### INPUT MATERIAL

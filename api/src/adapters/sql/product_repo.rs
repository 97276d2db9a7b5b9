//! SQL adapter for ProductRepository

use async_trait::async_trait;
use sea_orm::{
    ActiveModelTrait, ActiveValue::NotSet, ColumnTrait, ConnectionTrait, DatabaseConnection,
    DbErr, EntityTrait, QueryFilter, QueryOrder, Set,
};

use super::{check_requested_id, db_error};
use crate::domain::entities::{Identifiable, Product};
use crate::domain::ports::{ProductRepository, Repository};
use crate::entity::{categories, products};
use crate::error::DomainError;

/// SeaORM implementation of ProductRepository
pub struct SqlProductRepository {
    db: DatabaseConnection,
}

impl SqlProductRepository {
    pub fn new(db: DatabaseConnection) -> Self {
        Self { db }
    }
}

#[async_trait]
impl Repository<Product> for SqlProductRepository {
    async fn get_all(&self) -> Result<Vec<Product>, DomainError> {
        let results = products::Entity::find()
            .order_by_asc(products::Column::Id)
            .all(&self.db)
            .await
            .map_err(db_error)?;

        Ok(results.into_iter().map(|m| m.into()).collect())
    }

    async fn get_by_id(&self, id: i32) -> Result<Option<Product>, DomainError> {
        let result = products::Entity::find_by_id(id)
            .one(&self.db)
            .await
            .map_err(db_error)?;

        Ok(result.map(|m| m.into()))
    }

    async fn create(&self, product: &Product) -> Result<Product, DomainError> {
        check_requested_id("Product", product.id)?;
        ensure_category(&self.db, product.category_id).await?;

        let result = to_active_model(product)
            .insert(&self.db)
            .await
            .map_err(db_error)?;

        Ok(result.into())
    }

    async fn update(&self, product: &Product) -> Result<(), DomainError> {
        if product.is_transient() {
            return Err(DomainError::NotFound("Product 0 not found".to_string()));
        }
        ensure_category(&self.db, product.category_id).await?;

        match to_active_model(product).update(&self.db).await {
            Ok(_) => Ok(()),
            Err(DbErr::RecordNotUpdated) => Err(DomainError::NotFound(format!(
                "Product {} not found",
                product.id
            ))),
            Err(e) => Err(db_error(e)),
        }
    }

    async fn delete(&self, product: &Product) -> Result<(), DomainError> {
        products::Entity::delete_by_id(product.id)
            .exec(&self.db)
            .await
            .map_err(db_error)?;

        Ok(())
    }
}

#[async_trait]
impl ProductRepository for SqlProductRepository {
    async fn find_by_name(&self, name: &str) -> Result<Option<Product>, DomainError> {
        let result = products::Entity::find()
            .filter(products::Column::Name.eq(name))
            .order_by_asc(products::Column::Id)
            .one(&self.db)
            .await
            .map_err(db_error)?;

        Ok(result.map(|m| m.into()))
    }

    async fn find_by_category(&self, category_id: i32) -> Result<Vec<Product>, DomainError> {
        let results = products::Entity::find()
            .filter(products::Column::CategoryId.eq(category_id))
            .order_by_asc(products::Column::Id)
            .all(&self.db)
            .await
            .map_err(db_error)?;

        Ok(results.into_iter().map(|m| m.into()).collect())
    }
}

/// Reject a product that points at a category that does not exist
pub(super) async fn ensure_category<C>(db: &C, category_id: Option<i32>) -> Result<(), DomainError>
where
    C: ConnectionTrait,
{
    let Some(id) = category_id else {
        return Ok(());
    };

    let found = categories::Entity::find_by_id(id)
        .one(db)
        .await
        .map_err(db_error)?;

    match found {
        Some(_) => Ok(()),
        None => Err(DomainError::Validation(format!(
            "Category {} does not exist",
            id
        ))),
    }
}

/// Every column set, so an update replaces the whole row.
/// A transient product leaves the id to the database.
pub(super) fn to_active_model(product: &Product) -> products::ActiveModel {
    products::ActiveModel {
        id: if product.is_transient() {
            NotSet
        } else {
            Set(product.id)
        },
        name: Set(product.name.clone()),
        price: Set(product.price),
        stock: Set(product.stock),
        color: Set(product.color.clone()),
        category_id: Set(product.category_id),
    }
}

/// Convert SeaORM model to domain entity
impl From<products::Model> for Product {
    fn from(model: products::Model) -> Self {
        Product {
            id: model.id,
            name: model.name,
            price: model.price,
            stock: model.stock,
            color: model.color,
            category_id: model.category_id,
        }
    }
}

######

• [INSTRUCTIONS FOR THE TASK] Would you print all of the records exactly as they were given?

• [WRITTEN REPLY]
filename api/src/adapters/sql/product_repo.rs
repository 97276d2db9a7b5b9
//! SQL adapter for ProductRepository

use async_trait::async_trait;
use sea_orm::{
    ActiveModelTrait, ActiveValue::NotSet, ColumnTrait, ConnectionTrait, DatabaseConnection,
    DbErr, EntityTrait, QueryFilter, QueryOrder, Set,
};

use super::{check_requested_id, db_error};
use crate::domain::entities::{Identifiable, Product};
use crate::domain::ports::{ProductRepository, Repository};
use crate::entity::{categories, products};
use crate::error::DomainError;

/// SeaORM implementation of ProductRepository
pub struct SqlProductRepository {
    db: DatabaseConnection,
}

impl SqlProductRepository {
    pub fn new(db: DatabaseConnection) -> Self {
        Self { db }
    }
}

#[async_trait]
impl Repository<Product> for SqlProductRepository {
    async fn get_all(&self) -> Result<Vec<Product>, DomainError> {
        let results = products::Entity::find()
            .order_by_asc(products::Column::Id)
            .all(&self.db)
            .await
            .map_err(db_error)?;

        Ok(results.into_iter().map(|m| m.into()).collect())
    }

    async fn get_by_id(&self, id: i32) -> Result<Option<Product>, DomainError> {
        let result = products::Entity::find_by_id(id)
            .one(&self.db)
            .await
            .map_err(db_error)?;

        Ok(result.map(|m| m.into()))
    }

    async fn create(&self, product: &Product) -> Result<Product, DomainError> {
        check_requested_id("Product", product.id)?;
        ensure_category(&self.db, product.category_id).await?;

        let result = to_active_model(product)
            .insert(&self.db)
            .await
            .map_err(db_error)?;

        Ok(result.into())
    }

    async fn update(&self, product: &Product) -> Result<(), DomainError> {
        if product.is_transient() {
            return Err(DomainError::NotFound("Product 0 not found".to_string()));
        }
        ensure_category(&self.db, product.category_id).await?;

        match to_active_model(product).update(&self.db).await {
            Ok(_) => Ok(()),
            Err(DbErr::RecordNotUpdated) => Err(DomainError::NotFound(format!(
                "Product {} not found",
                product.id
            ))),
            Err(e) => Err(db_error(e)),
        }
    }

    async fn delete(&self, product: &Product) -> Result<(), DomainError> {
        products::Entity::delete_by_id(product.id)
            .exec(&self.db)
            .await
            .map_err(db_error)?;

        Ok(())
    }
}

#[async_trait]
impl ProductRepository for SqlProductRepository {
    async fn find_by_name(&self, name: &str) -> Result<Option<Product>, DomainError> {
        let result = products::Entity::find()
            .filter(products::Column::Name.eq(name))
            .order_by_asc(products::Column::Id)
            .one(&self.db)
            .await
            .map_err(db_error)?;

        Ok(result.map(|m| m.into()))
    }

    async fn find_by_category(&self, category_id: i32) -> Result<Vec<Product>, DomainError> {
        let results = products::Entity::find()
            .filter(products::Column::CategoryId.eq(category_id))
            .order_by_asc(products::Column::Id)
            .all(&self.db)
            .await
            .map_err(db_error)?;

        Ok(results.into_iter().map(|m| m.into()).collect())
    }
}

/// Reject a product that points at a category that does not exist
pub(super) async fn ensure_category<C>(db: &C, category_id: Option<i32>) -> Result<(), DomainError>
where
    C: ConnectionTrait,
{
    let Some(id) = category_id else {
        return Ok(());
    };

    let found = categories::Entity::find_by_id(id)
        .one(db)
        .await
        .map_err(db_error)?;

    match found {
        Some(_) => Ok(()),
        None => Err(DomainError::Validation(format!(
            "Category {} does not exist",
            id
        ))),
    }
}

/// Every column set, so an update replaces the whole row.
/// A transient product leaves the id to the database.
pub(super) fn to_active_model(product: &Product) -> products::ActiveModel {
    products::ActiveModel {
        id: if product.is_transient() {
            NotSet
        } else {
            Set(product.id)
        },
        name: Set(product.name.clone()),
        price: Set(product.price),
        stock: Set(product.stock),
        color: Set(product.color.clone()),
        category_id: Set(product.category_id),
    }
}

/// Convert SeaORM model to domain entity
impl From<products::Model> for Product {
    fn from(model: products::Model) -> Self {
        Product {
            id: model.id,
            name: model.name,
            price: model.price,
            stock: model.stock,
            color: model.color,
            category_id: model.category_id,
        }
    }
}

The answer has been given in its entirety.